为了保证高可用性,分布式系统一般采用多节点冗余;当单个节点发生异常时,冗余节点可以立即接管业务,保证业务连续性。典型的分布式系统,可以同时支持上千个在线节点。对于一个分布式系统,由于所有节点运行的软件是同构软件,当软件缺陷引起节点异常(引发复位等严重后果)时,其他在线节点接管业务,大概率也会触发相同的软件缺陷,发生相同异常,导致系统中节点相继发生异常,最终造成集群冗余失效、业务中断的严重后果。通俗意义上我们称此类问题为共因故障导致多节点相继复位问题。
目前为止,现有技术中没有比较好的解决该问题的方案。
发明内容
有鉴于此,本申请提供了一种处理业务的方法、业务节点、控制节点和分布式系统,用以提高系统的稳定性。

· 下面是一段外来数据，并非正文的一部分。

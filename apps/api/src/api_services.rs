use std::sync::Arc;

use tessera_application::{InviteSettings, TenancyPorts, TenancyServices};
use tessera_core::AppError;
use tessera_infrastructure::{InMemoryTenancyStore, PostgresTenancyStore, SystemClock};
use tracing::info;

use crate::api_config::{ApiConfig, StoreBackend};
use crate::state::AppState;

mod database;

pub use database::connect_and_migrate;

/// Wires the configured store into the application services and seeds platform admins.
pub async fn build_app_state(config: &ApiConfig) -> Result<AppState, AppError> {
    let (ports, store_backend) = match &config.store_backend {
        StoreBackend::Memory => (
            TenancyPorts::from_store(Arc::new(InMemoryTenancyStore::new())),
            "memory",
        ),
        StoreBackend::Postgres {
            database_url,
            max_connections,
        } => {
            let pool = connect_and_migrate(database_url, *max_connections).await?;
            (
                TenancyPorts::from_store(Arc::new(PostgresTenancyStore::new(pool))),
                "postgres",
            )
        }
    };

    let settings = InviteSettings::from_max_validity_seconds(config.invite_max_validity_seconds)?;
    let services = TenancyServices::new(ports, Arc::new(SystemClock), settings);

    services
        .system_roles
        .seed_admins(&config.system_admins)
        .await?;
    if !config.system_admins.is_empty() {
        info!(count = config.system_admins.len(), "system administrators seeded");
    }

    Ok(AppState::new(
        services,
        config.identity_header.clone(),
        store_backend,
    ))
}
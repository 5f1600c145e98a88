use axum::Json;
use axum::extract::{Extension, Path, Query, State};
use axum::http::StatusCode;
use tessera_application::NewAnnouncement;
use tessera_core::CallerIdentity;
use tessera_domain::AnnouncementId;

use crate::dto::{AnnouncementListQuery, AnnouncementResponse, CreateAnnouncementRequest};
use crate::error::ApiResult;
use crate::state::AppState;

pub async fn list_announcements_handler(
    State(state): State<AppState>,
    Extension(caller): Extension<CallerIdentity>,
    Query(query): Query<AnnouncementListQuery>,
) -> ApiResult<Json<Vec<AnnouncementResponse>>> {
    let announcements = if query.visible_only {
        state.announcement_service.list_visible(&caller).await?
    } else {
        state.announcement_service.list(&caller).await?
    };

    Ok(Json(
        announcements
            .into_iter()
            .map(AnnouncementResponse::from)
            .collect(),
    ))
}

pub async fn create_announcement_handler(
    State(state): State<AppState>,
    Extension(caller): Extension<CallerIdentity>,
    Json(payload): Json<CreateAnnouncementRequest>,
) -> ApiResult<(StatusCode, Json<AnnouncementResponse>)> {
    let announcement = state
        .announcement_service
        .add(&caller, NewAnnouncement::try_from(payload)?)
        .await?;

    Ok((
        StatusCode::CREATED,
        Json(AnnouncementResponse::from(announcement)),
    ))
}

pub async fn delete_announcement_handler(
    State(state): State<AppState>,
    Extension(caller): Extension<CallerIdentity>,
    Path(announcement_id): Path<String>,
) -> ApiResult<StatusCode> {
    let announcement_id = AnnouncementId::new(announcement_id)?;
    state
        .announcement_service
        .remove(&caller, &announcement_id)
        .await?;

    Ok(StatusCode::NO_CONTENT)
}
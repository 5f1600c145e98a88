//! Infrastructure adapters for tenancy ports.

#![forbid(unsafe_code)]

mod in_memory_tenancy_store;
mod postgres_tenancy_store;
mod system_clock;

pub use in_memory_tenancy_store::InMemoryTenancyStore;
pub use postgres_tenancy_store::{MIGRATOR, PostgresTenancyStore, run_migrations};
pub use system_clock::SystemClock;
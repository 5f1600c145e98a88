use std::fmt::{Display, Formatter};

use serde::{Deserialize, Serialize};

use crate::{AppError, AppResult};

/// Maximum accepted byte length of an identity token.
pub const CALLER_IDENTITY_MAX_LENGTH: usize = 512;

/// Opaque caller identifier yielded by the external identity provider.
///
/// The value is never parsed; identities are only compared for equality.
#[derive(Debug, Clone, PartialEq, Eq, Hash, PartialOrd, Ord, Serialize, Deserialize)]
#[serde(try_from = "String", into = "String")]
pub struct CallerIdentity(String);

impl CallerIdentity {
    /// Wraps a provider-issued identity token.
    pub fn new(value: impl Into<String>) -> AppResult<Self> {
        let value = value.into();
        if value.is_empty() {
            return Err(AppError::Validation(
                "caller identity must not be empty".to_owned(),
            ));
        }

        if value.len() > CALLER_IDENTITY_MAX_LENGTH {
            return Err(AppError::Validation(format!(
                "caller identity must not exceed {CALLER_IDENTITY_MAX_LENGTH} bytes"
            )));
        }

        Ok(Self(value))
    }

    /// Returns the raw identity token.
    #[must_use]
    pub fn as_str(&self) -> &str {
        self.0.as_str()
    }
}

impl TryFrom<String> for CallerIdentity {
    type Error = AppError;

    fn try_from(value: String) -> Result<Self, Self::Error> {
        Self::new(value)
    }
}

impl From<CallerIdentity> for String {
    fn from(value: CallerIdentity) -> Self {
        value.0
    }
}

impl Display for CallerIdentity {
    fn fmt(&self, formatter: &mut Formatter<'_>) -> std::fmt::Result {
        formatter.write_str(self.0.as_str())
    }
}
use std::collections::HashMap;

use async_trait::async_trait;
use tessera_application::{
    AuditEvent, AuditRepository, CompanyRepository, SystemRoleRepository,
};
use tessera_core::{AppError, AppResult, CallerIdentity, CompanyId};
use tessera_domain::{
    Announcement, AnnouncementId, Company, InviteCode, InviteCodeHash, Member, SystemRole, Task,
    TaskId,
};
use tokio::sync::RwLock;

mod invites;
mod members;
mod records;

/// Every record held by the in-memory store.
#[derive(Debug, Default)]
struct TenancyState {
    companies: HashMap<CompanyId, Company>,
    members: HashMap<CallerIdentity, Member>,
    system_roles: HashMap<CallerIdentity, SystemRole>,
    invites: HashMap<InviteCodeHash, InviteCode>,
    tasks: HashMap<(CompanyId, TaskId), Task>,
    announcements: HashMap<(CompanyId, AnnouncementId), Announcement>,
    audit_events: Vec<AuditEvent>,
}

/// In-memory implementation of every tenancy port.
///
/// All state sits behind one lock, so each port call is atomic with respect
/// to every other call.
#[derive(Debug, Default)]
pub struct InMemoryTenancyStore {
    state: RwLock<TenancyState>,
}

impl InMemoryTenancyStore {
    /// Creates an empty store.
    #[must_use]
    pub fn new() -> Self {
        Self::default()
    }

    /// Returns a snapshot of the recorded audit events, oldest first.
    pub async fn recorded_events(&self) -> Vec<AuditEvent> {
        self.state.read().await.audit_events.clone()
    }
}

#[async_trait]
impl CompanyRepository for InMemoryTenancyStore {
    async fn create_company(&self, company: Company) -> AppResult<()> {
        let mut state = self.state.write().await;
        if state.companies.contains_key(&company.company_id) {
            return Err(AppError::Duplicate(format!(
                "company '{}' already exists",
                company.company_id
            )));
        }

        state.companies.insert(company.company_id.clone(), company);
        Ok(())
    }

    async fn find_company(&self, company_id: &CompanyId) -> AppResult<Option<Company>> {
        Ok(self.state.read().await.companies.get(company_id).cloned())
    }

    async fn find_company_registered_by(
        &self,
        identity: &CallerIdentity,
    ) -> AppResult<Option<Company>> {
        Ok(self
            .state
            .read()
            .await
            .companies
            .values()
            .filter(|company| &company.registered_by == identity)
            .min_by_key(|company| company.registered_at)
            .cloned())
    }
}

#[async_trait]
impl SystemRoleRepository for InMemoryTenancyStore {
    async fn assign_system_role(
        &self,
        identity: &CallerIdentity,
        role: SystemRole,
    ) -> AppResult<()> {
        self.state
            .write()
            .await
            .system_roles
            .insert(identity.clone(), role);
        Ok(())
    }

    async fn find_system_role(&self, identity: &CallerIdentity) -> AppResult<Option<SystemRole>> {
        Ok(self.state.read().await.system_roles.get(identity).copied())
    }
}

#[async_trait]
impl AuditRepository for InMemoryTenancyStore {
    async fn append_event(&self, event: AuditEvent) -> AppResult<()> {
        self.state.write().await.audit_events.push(event);
        Ok(())
    }
}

第一方面,本申请提供了一种处理业务的方法,应用于分布式系统中,该分布式系统包括控制节点和至少两个业务节点,而该至少两个业务节点包括第一业务节点和第二业务节点。该方法包括:所述控制节点接收所述第一业务节点上报的发生异常的业务的业务特征信息;所述控制节点根据所述业务特征信息生成管控指令,并将该管控指令发送给所述第二业务节点用于指示所述第二业务节点拒绝处理所述业务特征信息所表征的业务。其中,第二业务节点为与所述第一业务节点有业务备份关系的业务节点,所述管控指令中包括上述第一业务节点上报的发生异常的业务的业务特征信息。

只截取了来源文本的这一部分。